С. Ростоцкий: «Я стараюсь тебя понять. Почему я тебе это говорю? Потому что говорил, говорю и еще буду говорить, что ты один из редких людей, сумевших показать в кино процесс труда поэтически, так, что он зажег меня, вдохновил (речь идет о фильме „Весна на Заречной улице“, которую Хуциев снял вместе с Ф. Миронером. – Ф. Р.)... И я не устаю повторять: я хочу, чтобы на тебя переходила сила людей, идущих по экрану. А на тебя сейчас переходит их слабость...»

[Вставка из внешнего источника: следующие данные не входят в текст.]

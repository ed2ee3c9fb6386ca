//! Soft-delete handler.
//!
//! The handler queues a removal; the audit stamp turns it into an update
//! that clears `rowIsActive` and sets `rowIsDeleted`. When two deletes race,
//! the store rejects the second commit because its target is no longer live,
//! and the caller receives a not-found envelope.

use async_trait::async_trait;
use uuid::Uuid;

use super::{DeleteEntity, DeletedEntity, EntityHandlers, HandlerStop, conclude};
use crate::domain::context::{Cancelled, RequestContext};
use crate::domain::data_context::UnitOfWork;
use crate::domain::dispatcher::RequestHandler;
use crate::domain::entity::{EntityBody, EntityOperation};
use crate::domain::envelope::{ResultEnvelope, SUCCESS_TITLE};

#[async_trait]
impl<B: EntityBody> RequestHandler<DeleteEntity<B>> for EntityHandlers<B> {
    async fn handle(
        &self,
        request: DeleteEntity<B>,
        context: &RequestContext,
    ) -> Result<ResultEnvelope<DeletedEntity>, Cancelled> {
        let outcome = self.delete(request.id, context).await;
        conclude(B::TABLE, EntityOperation::Delete, outcome)
    }
}

impl<B: EntityBody> EntityHandlers<B> {
    async fn delete(
        &self,
        id: Uuid,
        context: &RequestContext,
    ) -> Result<ResultEnvelope<DeletedEntity>, HandlerStop> {
        let mut record = self.load_visible(id, context).await?;
        record.attribution_mut().update_user_id = context.caller().user_id();

        let mut work = UnitOfWork::new();
        work.remove(&record)?;
        let removed = self.commit_one(work, id, context).await?;
        self.notify(EntityOperation::Delete, &removed, context).await?;

        Ok(ResultEnvelope::success_with(
            DeletedEntity {
                id,
                entity: B::TABLE,
            },
            SUCCESS_TITLE,
            format!("{} deleted.", B::TABLE.label()),
        ))
    }
}
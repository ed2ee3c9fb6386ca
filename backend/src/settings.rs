//! Server settings loaded via OrthoConfig.
//!
//! Values come from `GUIDE_*` environment variables, an optional config file
//! and command-line flags, in increasing order of precedence.

use std::net::{AddrParseError, SocketAddr};
use std::path::PathBuf;

use ortho_config::OrthoConfig;
use serde::Deserialize;

use crate::domain::data_context::DEFAULT_COMMIT_ATTEMPTS;

const DEFAULT_BIND_ADDR: &str = "0.0.0.0:8080";
const DEFAULT_POOL_SIZE: u32 = 10;

/// Configuration for the guide HTTP server.
#[derive(Debug, Clone, Deserialize, OrthoConfig)]
#[ortho_config(prefix = "GUIDE")]
pub struct ServerSettings {
    /// Socket address the HTTP listener binds to.
    pub bind_addr: Option<String>,
    /// PostgreSQL URL. Rows are kept in memory when unset.
    pub database_url: Option<String>,
    /// Maximum pooled database connections.
    pub pool_max_size: Option<u32>,
    /// Attempts per commit when the store reports a transient failure.
    pub commit_attempts: Option<u32>,
    /// Keep `exceptionMessage` in failed responses.
    #[ortho_config(default = false)]
    pub expose_diagnostics: bool,
    /// JSON role map enabling permission enforcement.
    pub role_permissions_file: Option<PathBuf>,
}

impl ServerSettings {
    /// Configured bind address, or `0.0.0.0:8080`.
    ///
    /// # Errors
    /// Fails when the configured value is not a socket address.
    pub fn bind_addr(&self) -> Result<SocketAddr, AddrParseError> {
        self.bind_addr.as_deref().unwrap_or(DEFAULT_BIND_ADDR).parse()
    }

    pub fn pool_max_size(&self) -> u32 {
        self.pool_max_size.unwrap_or(DEFAULT_POOL_SIZE)
    }

    /// Commit attempts, never fewer than one.
    pub fn commit_attempts(&self) -> u32 {
        self.commit_attempts.unwrap_or(DEFAULT_COMMIT_ATTEMPTS).max(1)
    }
}
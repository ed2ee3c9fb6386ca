//! Permission gate implementations.
//!
//! [`RolePermissionGate`] grants codes through a role map such as
//!
//! ```json
//! { "admin": ["*"], "editor": ["business.*", "review.read"] }
//! ```
//!
//! [`PermissionsNotEnforced`] is the explicit choice for deployments without
//! a role map. It allows every call and says so in the logs.

use std::collections::{HashMap, HashSet};
use std::path::Path;

use thiserror::Error;
use tracing::{debug, warn};

use super::context::CallerIdentity;
use super::ports::{PermissionCode, PermissionDenied, PermissionGate};

/// Grants every code.
const WILDCARD: &str = "*";

/// Failure loading a role map.
#[derive(Debug, Error)]
pub enum PermissionMapError {
    #[error("failed to read role map {path}: {source}")]
    Read {
        path: String,
        #[source]
        source: std::io::Error,
    },
    #[error("role map {path} is not a JSON object of role to code list: {source}")]
    Parse {
        path: String,
        #[source]
        source: serde_json::Error,
    },
}

/// Allow a call iff one of the caller's roles grants its code.
#[derive(Debug, Clone, Default)]
pub struct RolePermissionGate {
    grants: HashMap<String, HashSet<String>>,
}

impl RolePermissionGate {
    pub fn new<R, C, S>(grants: R) -> Self
    where
        R: IntoIterator<Item = (S, C)>,
        C: IntoIterator<Item = S>,
        S: Into<String>,
    {
        let grants = grants
            .into_iter()
            .map(|(role, codes)| (role.into(), codes.into_iter().map(Into::into).collect()))
            .collect();
        Self { grants }
    }

    /// Load a role map from a JSON file.
    ///
    /// # Errors
    /// Fails when the file cannot be read or is not a role map.
    pub fn from_json_file(path: &Path) -> Result<Self, PermissionMapError> {
        let display = path.display().to_string();
        let raw = std::fs::read_to_string(path).map_err(|source| PermissionMapError::Read {
            path: display.clone(),
            source,
        })?;
        let grants: HashMap<String, Vec<String>> =
            serde_json::from_str(&raw).map_err(|source| PermissionMapError::Parse {
                path: display,
                source,
            })?;
        Ok(Self::new(grants))
    }

    fn role_grants(&self, role: &str, code: &PermissionCode) -> bool {
        let Some(codes) = self.grants.get(role) else {
            return false;
        };
        codes.contains(WILDCARD)
            || codes.contains(code.as_str())
            || codes.contains(&format!("{}.{WILDCARD}", code.entity()))
    }
}

impl PermissionGate for RolePermissionGate {
    fn authorize(
        &self,
        caller: &CallerIdentity,
        code: &PermissionCode,
    ) -> Result<(), PermissionDenied> {
        if caller
            .roles()
            .iter()
            .any(|role| self.role_grants(role, code))
        {
            debug!(%code, "permission granted");
            return Ok(());
        }
        warn!(%code, roles = ?caller.roles(), "permission denied");
        Err(PermissionDenied { code: code.clone() })
    }
}

/// Gate that performs no check.
#[derive(Debug, Clone, Copy, Default)]
pub struct PermissionsNotEnforced;

impl PermissionGate for PermissionsNotEnforced {
    fn authorize(
        &self,
        _caller: &CallerIdentity,
        code: &PermissionCode,
    ) -> Result<(), PermissionDenied> {
        debug!(%code, "permission enforcement is disabled; allowing call");
        Ok(())
    }
}

#[cfg(test)]
mod tests {
    //! Role map resolution.
    use std::io::Write;

    use rstest::{fixture, rstest};

    use super::*;
    use crate::domain::entity::{EntityOperation, Table};

    #[fixture]
    fn gate() -> RolePermissionGate {
        RolePermissionGate::new([
            ("admin", vec!["*"]),
            ("editor", vec!["business.*", "review.read"]),
            ("viewer", vec!["category.list"]),
        ])
    }

    fn code(table: Table, operation: EntityOperation) -> PermissionCode {
        PermissionCode::for_entity(table, operation)
    }

    #[rstest]
    #[case("admin", Table::Payments, EntityOperation::Delete, true)]
    #[case("editor", Table::Businesses, EntityOperation::Delete, true)]
    #[case("editor", Table::Reviews, EntityOperation::Read, true)]
    #[case("editor", Table::Reviews, EntityOperation::Delete, false)]
    #[case("viewer", Table::Categories, EntityOperation::List, true)]
    #[case("viewer", Table::Categories, EntityOperation::Create, false)]
    #[case("stranger", Table::Categories, EntityOperation::List, false)]
    fn roles_grant_codes(
        gate: RolePermissionGate,
        #[case] role: &str,
        #[case] table: Table,
        #[case] operation: EntityOperation,
        #[case] allowed: bool,
    ) {
        let caller = CallerIdentity::anonymous().with_roles([role]);
        assert_eq!(gate.authorize(&caller, &code(table, operation)).is_ok(), allowed);
    }

    #[rstest]
    fn callers_without_roles_are_denied(gate: RolePermissionGate) {
        let denied = gate
            .authorize(
                &CallerIdentity::anonymous(),
                &code(Table::Reviews, EntityOperation::Read),
            )
            .expect_err("no roles");
        assert_eq!(denied.code.as_str(), "review.read");
    }

    #[rstest]
    fn not_enforced_allows_everything() {
        let result = PermissionsNotEnforced.authorize(
            &CallerIdentity::anonymous(),
            &code(Table::Payments, EntityOperation::Delete),
        );
        assert!(result.is_ok());
    }

    #[rstest]
    fn loads_role_map_from_json() {
        let path = std::env::temp_dir().join(format!("guide-roles-{}.json", uuid::Uuid::new_v4()));
        let mut file = std::fs::File::create(&path).expect("create role map");
        file.write_all(br#"{ "support": ["subscription.read"] }"#)
            .expect("write role map");
        let gate = RolePermissionGate::from_json_file(&path).expect("load role map");
        std::fs::remove_file(&path).expect("remove role map");

        let caller = CallerIdentity::anonymous().with_roles(["support"]);
        assert!(
            gate.authorize(&caller, &code(Table::Subscriptions, EntityOperation::Read))
                .is_ok()
        );
    }

    #[rstest]
    fn malformed_role_map_is_rejected() {
        let path = std::env::temp_dir().join(format!("guide-roles-{}.json", uuid::Uuid::new_v4()));
        std::fs::write(&path, "[]").expect("write role map");
        let err = RolePermissionGate::from_json_file(&path).expect_err("not a map");
        std::fs::remove_file(&path).expect("remove role map");
        assert!(matches!(err, PermissionMapError::Parse { .. }));
    }
}
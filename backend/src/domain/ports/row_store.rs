//! Port for table-agnostic row persistence.
//!
//! Handlers never call a store directly; the data context reads through
//! [`RowStore::find_row`] and [`RowStore::list_rows`] and writes exactly one
//! stamped batch per commit through [`RowStore::write_batch`].

use async_trait::async_trait;
use uuid::Uuid;

use crate::domain::audit::StampedChangeSet;
use crate::domain::entity::{StoredRow, Table};

use super::define_port_error;

define_port_error! {
    /// Errors raised by row store adapters.
    pub enum RowStoreError {
        /// The store could not be reached. Commits may retry these.
        Connection { message: String } => "row store connection failed: {message}",
        /// A query or write failed during execution.
        Query { message: String } => "row store query failed: {message}",
        /// An update targeted a row that is absent or no longer live.
        Missing { table: Table, id: Uuid } => "no live {table} row with id {id}",
    }
}

impl RowStoreError {
    /// Whether a commit may be attempted again with the same batch.
    pub const fn is_transient(&self) -> bool {
        matches!(self, Self::Connection { .. })
    }
}

/// Attribution constraints a store applies while listing.
///
/// Each field matches the row's `authUserId` or `authCustomerId` column;
/// `None` disables that constraint. Rows whose column is null never match an
/// enabled constraint.
#[derive(Debug, Clone, Copy, Default, PartialEq, Eq)]
pub struct RowFilter {
    pub auth_user_id: Option<Uuid>,
    pub auth_customer_id: Option<Uuid>,
}

impl RowFilter {
    /// Filter that keeps every live row.
    pub const fn unrestricted() -> Self {
        Self {
            auth_user_id: None,
            auth_customer_id: None,
        }
    }

    /// Whether `row` satisfies every enabled constraint.
    pub fn admits(&self, row: &StoredRow) -> bool {
        let attribution = row.audit.attribution();
        let user_ok = self
            .auth_user_id
            .is_none_or(|wanted| attribution.auth_user_id == Some(wanted));
        let customer_ok = self
            .auth_customer_id
            .is_none_or(|wanted| attribution.auth_customer_id == Some(wanted));
        user_ok && customer_ok
    }
}

/// Persistence capability shared by every guide table.
#[cfg_attr(test, mockall::automock)]
#[async_trait]
pub trait RowStore: Send + Sync {
    /// Load one row by id, including soft-deleted rows.
    async fn find_row(&self, table: Table, id: Uuid) -> Result<Option<StoredRow>, RowStoreError>;

    /// Load the live rows of a table that satisfy `filter`.
    async fn list_rows(
        &self,
        table: Table,
        filter: &RowFilter,
    ) -> Result<Vec<StoredRow>, RowStoreError>;

    /// Apply a stamped batch atomically and return the number of rows written.
    ///
    /// Updates only apply to live rows. If any update finds its target absent
    /// or deleted the whole batch is rejected with
    /// [`RowStoreError::Missing`].
    async fn write_batch(&self, batch: &StampedChangeSet) -> Result<usize, RowStoreError>;
}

Т. Лиознова: «Мне легче выступать, потому что я принадлежу к разряду людей, которые последовательно, с момента, когда началось создание этой картины, были не удовлетворены ее сутью, ее концепцией и направленностью... Выступление Ростоцкого мне очень понравилось. Думаю, если бы такой разговор был с самого начала, таких бед не было бы. Волнение Ростоцкого мне в тысячу раз дороже твоего. Соберись. Будь до конца мужественным. Ростоцкий испытывает то же волнение, что и вся студия. Мне это дорого, я вижу в этом выражение и залог двухлетнего труда студии. И не надо обижаться... Я не буду говорить слов, каких ты наслышан, что эту картину делают талантливые люди. Ты много раз это слышал, и, вероятно, это в чем-то помешало. Ведь долгое время считалось просто неудобным выступать против этой картины, не принимать ее, потому что в другом лагере оказались умные люди, с которыми я тоже хочу быть рядом... Но вот вас поправили, и оказалось, не так уж мы были не правы...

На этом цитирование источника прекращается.